Jump King Review

A pretty cool phenomenon of gaming in the internet age is how a lesser-known game can become a cult hit thanks to its online following.

Criteria for becoming one of these games usually involve a game having so simple a premise that anyone can get involved and success in the game being attributed to a combination of impeccable skill and stupendous luck. Jump King fits the mould to a tee and has already become a favourite amongst PC gamers on the basis of its easy-to-pick-up, solid-to-master gameplay. This is a platforming game which has you making a series of precise jumps onto narrow platforms, but the focus is on heading upwards, rather than left to right, as is the case in traditional examples of the genre.


Humble beginnings. This is where your jumping adventure starts, but you’ll likely fall all the way back down here at least a few times.

The game gets off to a fine start by promising a ‘smoking hot babe’ at the top but gives nothing away at to how difficult it will be to actually get there. It doesn’t immediately seem to be the case – after all, how hard can a platforming game with no enemies to contend with really be? But it quickly becomes apparent that the true threat here is in the unforgiving jumping. Well, I say the jumping, but it’s the falling that really causes players to liberally throw out the F-bombs. The Jump King doesn’t jump normally; a quick tap of the jump button will barely move him unless he is travelling sideways when you press it. To gain any height, you have to hold the button until his power builds, and then let go to see him take off and cross all your fingers and toes that he’s going to land where you’d hoped.


Miss any jumps and the ensuring hefty fall will have the Jump King fall flat on his face. Ouch.

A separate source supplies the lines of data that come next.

impl Workflow {
    /// Create a new workflow.
    pub fn new(
        db: Database,
        directory: Arc<dyn DirectoryClient>,
        notifier: Arc<Notifier>,
        default_page_size: u32,
    ) -> Self {
        Self {
            db,
            directory,
            notifier,
            default_page_size: i64::from(default_page_size),
        }
    }

    fn repo(&self) -> RequestRepository<'_> {
        RequestRepository::new(self.db.pool())
    }

    fn page_size(&self, limit: Option<i64>) -> i64 {
        clamp_limit(limit.unwrap_or(self.default_page_size))
    }

    /// Accept a public submission into the pending queue.
    pub async fn submit(
        &self,
        submission: &Submission,
        client: ClientInfo,
    ) -> Result<RegistrationRequest, WorkflowError> {
        let s = normalize_submission(submission);
        validate_submission(&s.username, &s.email, &s.first_name, &s.last_name, &s.reason)?;

        match self.directory.exists(&s.username).await {
            Ok(true) => return Err(WorkflowError::DuplicateUsername(s.username)),
            Ok(false) => {}
            Err(e) => {
                warn!(username = %s.username, error = %e, "Directory username check failed, accepting submission")
            }
        }
        match self.directory.email_exists(&s.email).await {
            Ok(true) => return Err(WorkflowError::DuplicateEmail(s.email)),
            Ok(false) => {}
            Err(e) => {
                warn!(email = %s.email, error = %e, "Directory email check failed, accepting submission")
            }
        }

        let new = NewRequest::new(s.username, s.email, s.first_name, s.last_name)
            .with_reason(s.reason)
            .with_client(client.ip_address, client.user_agent);
        let request = self.repo().submit(&new).await?;

        info!(
            id = request.id,
            username = %request.username,
            ip = ?request.ip_address,
            "Registration request submitted"
        );

        self.notifier.notify_admin_new_request(&request).await;
        Ok(request)
    }

    /// Approve a pending request: create the directory entry, mark the request
    /// approved and mail the credentials.
    pub async fn approve(&self, id: i64, actor: &str) -> Result<ApproveOutcome, WorkflowError> {
        let repo = self.repo();
        let request = repo.get(id).await?;
        if request.status != RequestStatus::Pending {
            return Err(WorkflowError::StaleState {
                id,
                actual: request.status,
            });
        }

        let present = match self.directory.exists(&request.username).await {
            Ok(present) => present,
            Err(e) => return Err(self.directory_failure(&request, actor, e).await),
        };

        let password = generate_password();
        let details = if present {
            self.take_over_or_refuse(&request, actor, &password).await?
        } else {
            match self
                .directory
                .create_user(&NewDirectoryUser::from(&request), &password)
                .await
            {
                Ok(()) => TransitionDetails::default(),
                Err(DirectoryError::Conflict(_)) => {
                    self.take_over_or_refuse(&request, actor, &password).await?
                }
                Err(e) => return Err(self.create_failure(&request, actor, e).await),
            }
        };

        let approved = match repo
            .transition(
                id,
                RequestStatus::Pending,
                RequestStatus::Approved,
                actor,
                AuditAction::Approved,
                details,
            )
            .await
        {
            Ok(approved) => approved,
            Err(e) => {
                self.compensate(&request.username, &e).await;
                return Err(e.into());
            }
        };

        info!(id, username = %approved.username, actor, "Request approved, directory entry created");
        let delivery = self.notifier.notify_credentials(&approved, &password).await;

        Ok(ApproveOutcome {
            request: approved,
            delivery,
        })
    }

    /// Reject a pending request.
    pub async fn reject(
        &self,
        id: i64,
        actor: &str,
        reason: Option<&str>,
    ) -> Result<RejectOutcome, WorkflowError> {
        let reason = reason
            .map(str::trim)
            .filter(|r| !r.is_empty())
            .unwrap_or(DEFAULT_REJECTION_REASON);
        validate_reason(reason)?;

        let rejected = self
            .repo()
            .transition(
                id,
                RequestStatus::Pending,
                RequestStatus::Rejected,
                actor,
                AuditAction::Rejected,
                TransitionDetails::rejection(reason),
            )
            .await?;

        info!(id, username = %rejected.username, actor, reason, "Request rejected");
        let delivery = self.notifier.notify_rejection(&rejected, reason).await;

        Ok(RejectOutcome {
            request: rejected,
            delivery,
        })
    }

    /// Approve a rejected request, or recreate the missing entry of an approved one.
    ///
    /// Calling this when the entry already exists is a no-op, so repeating it
    /// never issues a second set of credentials. The one exception is an entry
    /// left by an interrupted create of this same request, which is taken over.
    pub async fn re_approve(&self, id: i64, actor: &str) -> Result<ReApproveOutcome, WorkflowError> {
        let repo = self.repo();
        let request = repo.get(id).await?;

        let (from, action) = match request.status {
            RequestStatus::Pending => {
                info!(id, "Re-approve requested for a pending request, ignoring");
                return Ok(ReApproveOutcome::NotEligible { request });
            }
            RequestStatus::Rejected => (RequestStatus::Rejected, AuditAction::ReApproved),
            RequestStatus::Approved => {
                (RequestStatus::Approved, AuditAction::RecreatedInDirectory)
            }
        };

        let password = generate_password();
        let resumed = match self.directory.exists(&request.username).await {
            Ok(false) => match self
                .directory
                .create_user(&NewDirectoryUser::from(&request), &password)
                .await
            {
                Ok(()) => Some(TransitionDetails::default()),
                Err(DirectoryError::Conflict(_)) => {
                    self.resume_interrupted(&request, actor, &password).await?
                }
                Err(e) => return Err(self.create_failure(&request, actor, e).await),
            },
            Ok(true) => self.resume_interrupted(&request, actor, &password).await?,
            Err(e) => return Err(self.directory_failure(&request, actor, e).await),
        };
        let Some(details) = resumed else {
            info!(id, username = %request.username, "Directory entry already present, nothing to do");
            return Ok(ReApproveOutcome::AlreadyPresent { request });
        };

        let updated = match repo
            .transition(
                id,
                from,
                RequestStatus::Approved,
                actor,
                action,
                details,
            )
            .await
        {
            Ok(updated) => updated,
            Err(e) => {
                self.compensate(&request.username, &e).await;
                return Err(e.into());
            }
        };

        info!(id, username = %updated.username, actor, %action, "Directory entry created");
        let delivery = self.notifier.notify_credentials(&updated, &password).await;

        Ok(match action {
            AuditAction::ReApproved => ReApproveOutcome::ReApproved {
                request: updated,
                delivery,
            },
            _ => ReApproveOutcome::Recreated {
                request: updated,
                delivery,
            },
        })
    }

    /// Get a request by ID.
    pub async fn get(&self, id: i64) -> Result<RegistrationRequest, WorkflowError> {
        Ok(self.repo().get(id).await?)
    }

    /// Pending requests, oldest first.
    pub async fn list_pending(&self) -> Result<Vec<RegistrationRequest>, WorkflowError> {
        Ok(self.repo().list_pending().await?)
    }

    /// Most recent audit entries.
    pub async fn list_audit(&self, limit: Option<i64>) -> Result<Vec<AuditLogEntry>, WorkflowError> {
        Ok(self.repo().list_audit(self.page_size(limit)).await?)
    }

    /// Audit entries of one request, oldest first.
    pub async fn request_history(&self, id: i64) -> Result<Vec<AuditLogEntry>, WorkflowError> {
        let repo = self.repo();
        repo.get(id).await?;
        Ok(repo.list_audit_for_request(id).await?)
    }

    /// Approved requests with the live presence of their directory entry.
    ///
    /// One directory probe per row. A failed probe is reported as
    /// [`DirectoryStatus::Unknown`]; nothing is changed either way.
    pub async fn list_approved_with_status(
        &self,
        limit: Option<i64>,
    ) -> Result<Vec<ApprovedEntry>, WorkflowError> {
        let approved = self.repo().list_approved(self.page_size(limit)).await?;

        let mut entries = Vec::with_capacity(approved.len());
        for request in approved {
            let directory_status = match self.directory.exists(&request.username).await {
                Ok(true) => DirectoryStatus::Active,
                Ok(false) => DirectoryStatus::Missing,
                Err(e) => {
                    warn!(username = %request.username, error = %e, "Directory probe failed");
                    DirectoryStatus::Unknown
                }
            };
            entries.push(ApprovedEntry {
                request,
                directory_status,
            });
        }
        Ok(entries)
    }

    /// Reuse the entry left by an interrupted create of this request.
    ///
    /// Resets its password and returns the audit note for the transition, or
    /// `None` when the existing entry did not come from this request.
    async fn resume_interrupted(
        &self,
        request: &RegistrationRequest,
        actor: &str,
        password: &str,
    ) -> Result<Option<TransitionDetails>, WorkflowError> {
        if !self.repo().has_interrupted_create(request.id).await? {
            return Ok(None);
        }
        if let Err(e) = self.directory.set_password(&request.username, password).await {
            return Err(self.create_failure(request, actor, e).await);
        }
        info!(id = request.id, username = %request.username, actor, "Took over directory entry from an interrupted create");
        Ok(Some(TransitionDetails::note(TAKEN_OVER_NOTE)))
    }

    /// Like [`Self::resume_interrupted`], but an entry this request did not
    /// create is refused: credentials are never issued for a foreign account.
    async fn take_over_or_refuse(
        &self,
        request: &RegistrationRequest,
        actor: &str,
        password: &str,
    ) -> Result<TransitionDetails, WorkflowError> {
        if let Some(details) = self.resume_interrupted(request, actor, password).await? {
            return Ok(details);
        }
        warn!(id = request.id, username = %request.username, actor, "Refusing approval, directory entry already exists");
        self.record_failure(request.id, actor, "directory entry already exists")
            .await;
        Err(WorkflowError::DirectoryConflict(request.username.clone()))
    }

    /// Classify a failure of a directory write that may have been applied.
    async fn create_failure(
        &self,
        request: &RegistrationRequest,
        actor: &str,
        err: DirectoryError,
    ) -> WorkflowError {
        match err {
            DirectoryError::Unavailable(msg) => {
                warn!(id = request.id, username = %request.username, error = %msg, "Directory create interrupted, the entry may exist");
                self.record_failure(request.id, actor, &format!("{INTERRUPTED_CREATE}: {msg}"))
                    .await;
                WorkflowError::DirectoryUnavailable(msg)
            }
            other => self.directory_failure(request, actor, other).await,
        }
    }

    /// Classify a directory failure, auditing the retryable ones.
    async fn directory_failure(
        &self,
        request: &RegistrationRequest,
        actor: &str,
        err: DirectoryError,
    ) -> WorkflowError {
        match err {
            DirectoryError::Unavailable(msg) => {
                warn!(id = request.id, username = %request.username, error = %msg, "Directory unavailable");
                self.record_failure(request.id, actor, &format!("directory unavailable: {msg}"))
                    .await;
                WorkflowError::DirectoryUnavailable(msg)
            }
            DirectoryError::Conflict(msg) => {
                warn!(id = request.id, username = %request.username, error = %msg, "Directory entry already exists");
                self.record_failure(request.id, actor, &format!("directory conflict: {msg}"))
                    .await;
                WorkflowError::DirectoryConflict(request.username.clone())
            }
            DirectoryError::Rejected(msg) | DirectoryError::NotFound(msg) => {
                error!(id = request.id, username = %request.username, error = %msg, "Directory rejected the entry");
                WorkflowError::DirectoryRejected(msg)
            }
        }
    }

    async fn record_failure(&self, id: i64, actor: &str, details: &str) {
        if let Err(e) = self.repo().record_failure(id, actor, details).await {
            error!(id, error = %e, "Could not record failed approval in the audit log");
        }
    }

    /// Undo a directory creation whose store transition failed.
    async fn compensate(&self, username: &str, cause: &StoreError) {
        warn!(username, error = %cause, "Store transition failed after directory creation, removing entry");
        if let Err(e) = self.directory.delete_user(username).await {
            error!(
                username,
                error = %e,
                "Could not remove directory entry; it must be deleted manually"
            );
        }
    }
}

Punishment for not doing so is grave. With no on-screen meter showing how long you’ve been holding the jump button, you’ll have to trust your gut (or your fingers) for every move. You have a trio of factors to nail – the starting point of the jump, the direction of the jump using the control stick, and the weight of the jump. Missing just one of those even slightly and you’ll over- or under-shoot the jump and potentially fall into what other platforming games would describe as the abyss. Not in Jump King. Missing a jump here means you fall to the screen below. Nothing to land on here? You’ll go down another screen until there’s finally something to break your fall. With so many tiny platforms placed right next to slopes from which you cannot recover, this is a game that punishes every player. Counting your playtime, as well as the number of jumps and number of falls on the pause menu, only adds to the deliberate rage.


This adventure takes you through a forest area at the start and ends up with hops through this tower. The risk of falling is huge by this point.

This is a game with no hand-holding whatsoever. You can easily find yourself falling back five to ten screens with just one wrong move, and it’s enough to produce audible whimpers out of even the bravest of players. There are no checkpoints anywhere, so every mistake you make, you’ll have to put in the precision work to get back to where you were. And it’s hard from the start; some might not make it anywhere near the end of the game, which is a speedrunners’ favourite with a world record clocking in at under five minutes. However, those who do will be punished further with snow- and ice-based platforms.

Jump King is truly solid, and we love it for it.


Jump King £10.99
4

Summary

Jump King is a game that deliberately wants you to hate its guts. However, the players who are really good at it have made it an art form. This is one that really separates the men from the boys and the women from the girls.